• **YOUR OBJECTIVE**: Look through the listing below, and wherever a line has the string "against", copy it.

• **RECORDS SUPPLIED**:
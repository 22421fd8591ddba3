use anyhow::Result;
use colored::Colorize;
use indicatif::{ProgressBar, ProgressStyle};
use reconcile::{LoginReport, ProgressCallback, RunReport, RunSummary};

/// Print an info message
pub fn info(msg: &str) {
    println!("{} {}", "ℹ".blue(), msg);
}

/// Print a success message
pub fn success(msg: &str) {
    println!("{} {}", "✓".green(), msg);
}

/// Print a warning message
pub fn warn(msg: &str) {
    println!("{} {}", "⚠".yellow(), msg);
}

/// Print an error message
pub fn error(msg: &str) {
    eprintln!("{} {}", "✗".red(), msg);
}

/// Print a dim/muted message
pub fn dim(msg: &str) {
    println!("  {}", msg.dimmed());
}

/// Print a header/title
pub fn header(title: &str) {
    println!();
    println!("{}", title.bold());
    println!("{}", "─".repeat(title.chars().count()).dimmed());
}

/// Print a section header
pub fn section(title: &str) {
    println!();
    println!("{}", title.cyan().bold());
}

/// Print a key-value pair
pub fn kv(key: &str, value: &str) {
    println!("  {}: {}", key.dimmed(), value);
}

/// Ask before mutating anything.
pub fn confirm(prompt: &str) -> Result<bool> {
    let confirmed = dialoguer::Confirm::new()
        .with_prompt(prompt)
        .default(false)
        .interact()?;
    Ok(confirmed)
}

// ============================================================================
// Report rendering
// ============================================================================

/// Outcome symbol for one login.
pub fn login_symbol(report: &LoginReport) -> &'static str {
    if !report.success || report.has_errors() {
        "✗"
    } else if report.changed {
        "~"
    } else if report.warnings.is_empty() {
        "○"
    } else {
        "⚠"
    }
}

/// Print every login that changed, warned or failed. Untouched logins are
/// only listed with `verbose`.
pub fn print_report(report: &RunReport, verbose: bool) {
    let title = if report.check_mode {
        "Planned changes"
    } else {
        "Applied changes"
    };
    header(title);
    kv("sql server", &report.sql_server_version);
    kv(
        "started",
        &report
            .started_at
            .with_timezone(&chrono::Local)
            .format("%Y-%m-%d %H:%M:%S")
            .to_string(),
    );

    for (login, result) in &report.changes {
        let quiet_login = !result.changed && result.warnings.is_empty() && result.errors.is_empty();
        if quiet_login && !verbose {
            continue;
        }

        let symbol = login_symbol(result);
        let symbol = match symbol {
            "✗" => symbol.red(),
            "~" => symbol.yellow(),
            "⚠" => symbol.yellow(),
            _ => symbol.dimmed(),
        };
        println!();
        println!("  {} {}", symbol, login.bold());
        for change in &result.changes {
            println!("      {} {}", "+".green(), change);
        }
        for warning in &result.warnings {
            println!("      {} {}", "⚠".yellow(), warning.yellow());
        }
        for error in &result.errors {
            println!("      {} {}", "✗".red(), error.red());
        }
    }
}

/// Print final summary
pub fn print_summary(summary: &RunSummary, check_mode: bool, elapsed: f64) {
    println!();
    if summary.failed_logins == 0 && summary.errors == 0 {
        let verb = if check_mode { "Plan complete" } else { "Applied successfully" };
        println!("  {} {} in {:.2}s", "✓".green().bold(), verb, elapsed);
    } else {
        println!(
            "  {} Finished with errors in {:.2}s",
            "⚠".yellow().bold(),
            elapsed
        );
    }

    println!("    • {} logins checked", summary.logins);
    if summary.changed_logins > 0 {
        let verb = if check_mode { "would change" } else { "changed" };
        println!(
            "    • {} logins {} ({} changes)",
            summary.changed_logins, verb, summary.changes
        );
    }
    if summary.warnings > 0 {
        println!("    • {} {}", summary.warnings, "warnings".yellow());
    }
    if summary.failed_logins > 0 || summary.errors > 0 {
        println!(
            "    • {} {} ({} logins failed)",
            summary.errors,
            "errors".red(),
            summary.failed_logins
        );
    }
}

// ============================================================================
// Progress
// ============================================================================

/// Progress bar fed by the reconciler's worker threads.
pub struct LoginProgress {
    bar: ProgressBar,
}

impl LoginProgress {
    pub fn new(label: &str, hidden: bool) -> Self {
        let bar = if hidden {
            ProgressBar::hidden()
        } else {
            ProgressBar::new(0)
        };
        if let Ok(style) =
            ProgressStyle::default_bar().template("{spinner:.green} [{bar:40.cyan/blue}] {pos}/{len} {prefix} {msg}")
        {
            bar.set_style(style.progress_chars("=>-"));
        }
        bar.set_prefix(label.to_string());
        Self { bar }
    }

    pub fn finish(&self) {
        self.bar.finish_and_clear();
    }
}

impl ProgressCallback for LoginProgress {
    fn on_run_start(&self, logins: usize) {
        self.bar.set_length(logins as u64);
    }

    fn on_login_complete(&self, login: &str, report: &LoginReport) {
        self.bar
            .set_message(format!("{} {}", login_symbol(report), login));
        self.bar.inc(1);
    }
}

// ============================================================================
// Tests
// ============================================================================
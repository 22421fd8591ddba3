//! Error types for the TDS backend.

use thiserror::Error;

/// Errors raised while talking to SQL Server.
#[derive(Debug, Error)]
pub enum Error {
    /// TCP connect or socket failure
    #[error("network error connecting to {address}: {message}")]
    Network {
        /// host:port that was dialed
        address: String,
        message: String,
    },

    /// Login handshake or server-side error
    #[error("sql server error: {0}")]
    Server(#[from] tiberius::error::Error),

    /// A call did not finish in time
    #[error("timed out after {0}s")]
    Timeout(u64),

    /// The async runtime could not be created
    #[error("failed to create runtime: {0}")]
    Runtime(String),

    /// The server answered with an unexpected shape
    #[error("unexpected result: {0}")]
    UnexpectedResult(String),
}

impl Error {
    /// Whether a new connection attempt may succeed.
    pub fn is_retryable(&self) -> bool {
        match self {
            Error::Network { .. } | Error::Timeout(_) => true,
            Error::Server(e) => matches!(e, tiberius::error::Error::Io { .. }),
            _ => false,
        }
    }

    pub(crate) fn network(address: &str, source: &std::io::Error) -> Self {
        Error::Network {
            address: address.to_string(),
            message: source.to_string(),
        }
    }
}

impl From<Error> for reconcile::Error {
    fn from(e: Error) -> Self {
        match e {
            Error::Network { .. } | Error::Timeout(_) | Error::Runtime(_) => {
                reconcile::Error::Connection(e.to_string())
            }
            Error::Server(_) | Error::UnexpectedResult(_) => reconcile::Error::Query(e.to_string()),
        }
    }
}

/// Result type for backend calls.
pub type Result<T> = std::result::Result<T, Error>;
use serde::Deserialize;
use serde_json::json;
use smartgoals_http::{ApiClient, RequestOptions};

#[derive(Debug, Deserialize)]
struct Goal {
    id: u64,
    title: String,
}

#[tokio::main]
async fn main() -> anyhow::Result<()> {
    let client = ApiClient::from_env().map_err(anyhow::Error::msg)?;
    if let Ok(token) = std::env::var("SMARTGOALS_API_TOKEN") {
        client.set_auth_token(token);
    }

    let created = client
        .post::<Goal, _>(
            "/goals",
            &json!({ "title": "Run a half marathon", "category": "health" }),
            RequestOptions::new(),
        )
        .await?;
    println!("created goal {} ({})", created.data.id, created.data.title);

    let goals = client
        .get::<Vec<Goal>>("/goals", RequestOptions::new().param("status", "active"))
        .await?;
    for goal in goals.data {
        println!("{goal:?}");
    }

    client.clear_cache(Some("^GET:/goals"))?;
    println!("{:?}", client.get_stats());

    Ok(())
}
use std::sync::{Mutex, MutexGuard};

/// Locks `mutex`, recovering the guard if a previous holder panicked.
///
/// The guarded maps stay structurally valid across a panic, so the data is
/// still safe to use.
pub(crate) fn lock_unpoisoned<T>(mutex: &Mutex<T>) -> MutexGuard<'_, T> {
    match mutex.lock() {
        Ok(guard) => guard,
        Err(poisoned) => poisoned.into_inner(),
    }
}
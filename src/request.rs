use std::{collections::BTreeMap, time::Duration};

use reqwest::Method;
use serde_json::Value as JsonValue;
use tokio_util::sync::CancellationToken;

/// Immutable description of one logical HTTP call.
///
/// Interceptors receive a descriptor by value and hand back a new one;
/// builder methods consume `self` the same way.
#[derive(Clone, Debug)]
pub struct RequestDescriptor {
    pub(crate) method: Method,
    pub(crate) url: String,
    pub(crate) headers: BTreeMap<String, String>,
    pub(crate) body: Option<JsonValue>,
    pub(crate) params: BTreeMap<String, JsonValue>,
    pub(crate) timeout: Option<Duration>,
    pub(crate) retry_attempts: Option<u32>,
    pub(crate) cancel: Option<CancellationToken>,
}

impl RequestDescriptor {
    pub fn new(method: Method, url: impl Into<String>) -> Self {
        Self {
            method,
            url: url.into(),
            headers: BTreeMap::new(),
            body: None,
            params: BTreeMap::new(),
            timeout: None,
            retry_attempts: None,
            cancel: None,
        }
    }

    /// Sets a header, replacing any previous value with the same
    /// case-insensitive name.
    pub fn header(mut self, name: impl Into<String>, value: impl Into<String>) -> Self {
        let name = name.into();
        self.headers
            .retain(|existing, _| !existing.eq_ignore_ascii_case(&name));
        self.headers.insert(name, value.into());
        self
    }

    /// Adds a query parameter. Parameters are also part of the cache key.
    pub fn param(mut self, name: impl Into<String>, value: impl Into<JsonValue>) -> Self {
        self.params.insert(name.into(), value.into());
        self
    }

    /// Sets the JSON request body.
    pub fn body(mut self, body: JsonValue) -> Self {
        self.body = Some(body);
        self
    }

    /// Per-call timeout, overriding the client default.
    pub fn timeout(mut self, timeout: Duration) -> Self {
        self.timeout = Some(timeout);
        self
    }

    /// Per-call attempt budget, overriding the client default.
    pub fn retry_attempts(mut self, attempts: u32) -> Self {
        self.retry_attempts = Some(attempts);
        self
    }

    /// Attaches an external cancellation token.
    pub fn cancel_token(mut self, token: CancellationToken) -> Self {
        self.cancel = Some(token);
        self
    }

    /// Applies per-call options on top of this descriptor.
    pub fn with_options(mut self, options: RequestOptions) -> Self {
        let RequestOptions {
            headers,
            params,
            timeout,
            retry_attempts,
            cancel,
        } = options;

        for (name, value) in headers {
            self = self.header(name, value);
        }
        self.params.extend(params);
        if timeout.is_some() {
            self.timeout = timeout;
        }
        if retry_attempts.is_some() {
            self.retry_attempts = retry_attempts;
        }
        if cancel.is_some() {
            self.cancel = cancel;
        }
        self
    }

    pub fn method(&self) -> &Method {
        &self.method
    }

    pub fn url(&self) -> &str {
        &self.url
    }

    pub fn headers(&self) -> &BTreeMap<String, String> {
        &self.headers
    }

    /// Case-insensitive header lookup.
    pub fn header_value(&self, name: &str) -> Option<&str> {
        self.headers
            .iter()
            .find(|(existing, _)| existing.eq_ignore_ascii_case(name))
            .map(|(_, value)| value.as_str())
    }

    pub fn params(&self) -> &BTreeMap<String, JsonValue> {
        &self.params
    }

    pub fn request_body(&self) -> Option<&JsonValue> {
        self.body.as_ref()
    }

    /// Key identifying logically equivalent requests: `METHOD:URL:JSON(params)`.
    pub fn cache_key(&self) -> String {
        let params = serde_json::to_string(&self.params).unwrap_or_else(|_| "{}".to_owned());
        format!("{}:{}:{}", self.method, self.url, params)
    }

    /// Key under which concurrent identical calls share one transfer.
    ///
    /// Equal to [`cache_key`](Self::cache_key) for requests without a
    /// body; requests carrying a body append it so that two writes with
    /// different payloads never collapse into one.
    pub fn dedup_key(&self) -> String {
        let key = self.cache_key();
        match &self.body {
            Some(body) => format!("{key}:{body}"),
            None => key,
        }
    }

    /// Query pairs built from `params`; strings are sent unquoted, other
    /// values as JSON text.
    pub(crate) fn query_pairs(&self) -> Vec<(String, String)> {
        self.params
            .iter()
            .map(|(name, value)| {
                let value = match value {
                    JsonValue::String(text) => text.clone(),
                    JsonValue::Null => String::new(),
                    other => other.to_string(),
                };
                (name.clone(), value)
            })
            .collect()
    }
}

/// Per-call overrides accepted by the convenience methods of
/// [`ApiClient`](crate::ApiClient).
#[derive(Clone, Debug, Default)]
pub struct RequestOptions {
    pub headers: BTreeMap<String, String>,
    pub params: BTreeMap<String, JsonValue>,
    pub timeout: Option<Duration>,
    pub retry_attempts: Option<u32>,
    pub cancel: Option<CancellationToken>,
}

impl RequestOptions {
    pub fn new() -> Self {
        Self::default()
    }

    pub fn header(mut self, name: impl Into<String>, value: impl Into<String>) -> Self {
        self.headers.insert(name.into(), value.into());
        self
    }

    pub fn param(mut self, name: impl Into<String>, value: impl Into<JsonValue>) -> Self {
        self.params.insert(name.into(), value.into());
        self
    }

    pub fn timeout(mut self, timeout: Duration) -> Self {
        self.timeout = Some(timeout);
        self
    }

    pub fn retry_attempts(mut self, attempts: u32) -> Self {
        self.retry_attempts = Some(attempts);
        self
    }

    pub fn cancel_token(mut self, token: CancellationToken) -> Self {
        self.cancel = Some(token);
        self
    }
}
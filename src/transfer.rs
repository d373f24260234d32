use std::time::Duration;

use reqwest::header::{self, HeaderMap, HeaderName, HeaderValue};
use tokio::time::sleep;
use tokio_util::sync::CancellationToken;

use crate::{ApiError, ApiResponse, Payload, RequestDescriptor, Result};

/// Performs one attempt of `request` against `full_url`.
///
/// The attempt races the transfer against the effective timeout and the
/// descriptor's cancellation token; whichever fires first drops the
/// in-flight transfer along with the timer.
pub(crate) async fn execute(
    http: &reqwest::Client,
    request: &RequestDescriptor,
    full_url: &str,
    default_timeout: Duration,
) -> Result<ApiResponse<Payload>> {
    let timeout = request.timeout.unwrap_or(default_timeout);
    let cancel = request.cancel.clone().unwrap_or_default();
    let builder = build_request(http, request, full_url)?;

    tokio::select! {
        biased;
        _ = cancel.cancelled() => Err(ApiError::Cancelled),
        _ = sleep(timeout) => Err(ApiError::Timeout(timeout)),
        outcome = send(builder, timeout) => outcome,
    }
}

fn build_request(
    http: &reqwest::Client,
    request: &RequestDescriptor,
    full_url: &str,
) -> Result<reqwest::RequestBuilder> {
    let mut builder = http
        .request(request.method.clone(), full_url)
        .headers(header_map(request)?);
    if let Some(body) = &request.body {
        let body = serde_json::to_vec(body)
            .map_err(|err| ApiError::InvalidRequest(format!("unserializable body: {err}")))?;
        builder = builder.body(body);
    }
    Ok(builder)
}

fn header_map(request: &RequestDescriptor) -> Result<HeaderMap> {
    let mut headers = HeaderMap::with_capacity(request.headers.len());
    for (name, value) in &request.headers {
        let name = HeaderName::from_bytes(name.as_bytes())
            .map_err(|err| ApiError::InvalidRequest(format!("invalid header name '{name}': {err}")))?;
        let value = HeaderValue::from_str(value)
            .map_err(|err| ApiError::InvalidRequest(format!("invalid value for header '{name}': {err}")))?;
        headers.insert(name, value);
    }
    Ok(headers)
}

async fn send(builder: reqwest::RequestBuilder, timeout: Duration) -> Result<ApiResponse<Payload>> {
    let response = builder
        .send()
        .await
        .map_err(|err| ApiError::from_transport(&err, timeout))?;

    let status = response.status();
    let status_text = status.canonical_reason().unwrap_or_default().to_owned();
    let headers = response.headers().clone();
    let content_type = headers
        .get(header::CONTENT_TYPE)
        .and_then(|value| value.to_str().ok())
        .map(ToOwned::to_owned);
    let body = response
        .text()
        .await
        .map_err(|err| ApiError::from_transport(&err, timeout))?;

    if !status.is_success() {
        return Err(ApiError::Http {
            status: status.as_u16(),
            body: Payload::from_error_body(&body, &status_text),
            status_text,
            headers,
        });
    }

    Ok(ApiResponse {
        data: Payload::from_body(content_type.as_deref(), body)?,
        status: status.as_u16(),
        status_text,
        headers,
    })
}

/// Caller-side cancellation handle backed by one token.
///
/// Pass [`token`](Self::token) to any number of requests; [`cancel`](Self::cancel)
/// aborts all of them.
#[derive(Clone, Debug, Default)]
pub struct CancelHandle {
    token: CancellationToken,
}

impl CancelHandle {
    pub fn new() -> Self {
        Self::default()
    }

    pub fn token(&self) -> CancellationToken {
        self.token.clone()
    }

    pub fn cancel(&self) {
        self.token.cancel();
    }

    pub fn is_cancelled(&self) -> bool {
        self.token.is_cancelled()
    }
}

• **ANSWER BOX**:
/// Performs one attempt of `request` against `full_url`.
/// The attempt races the transfer against the effective timeout and the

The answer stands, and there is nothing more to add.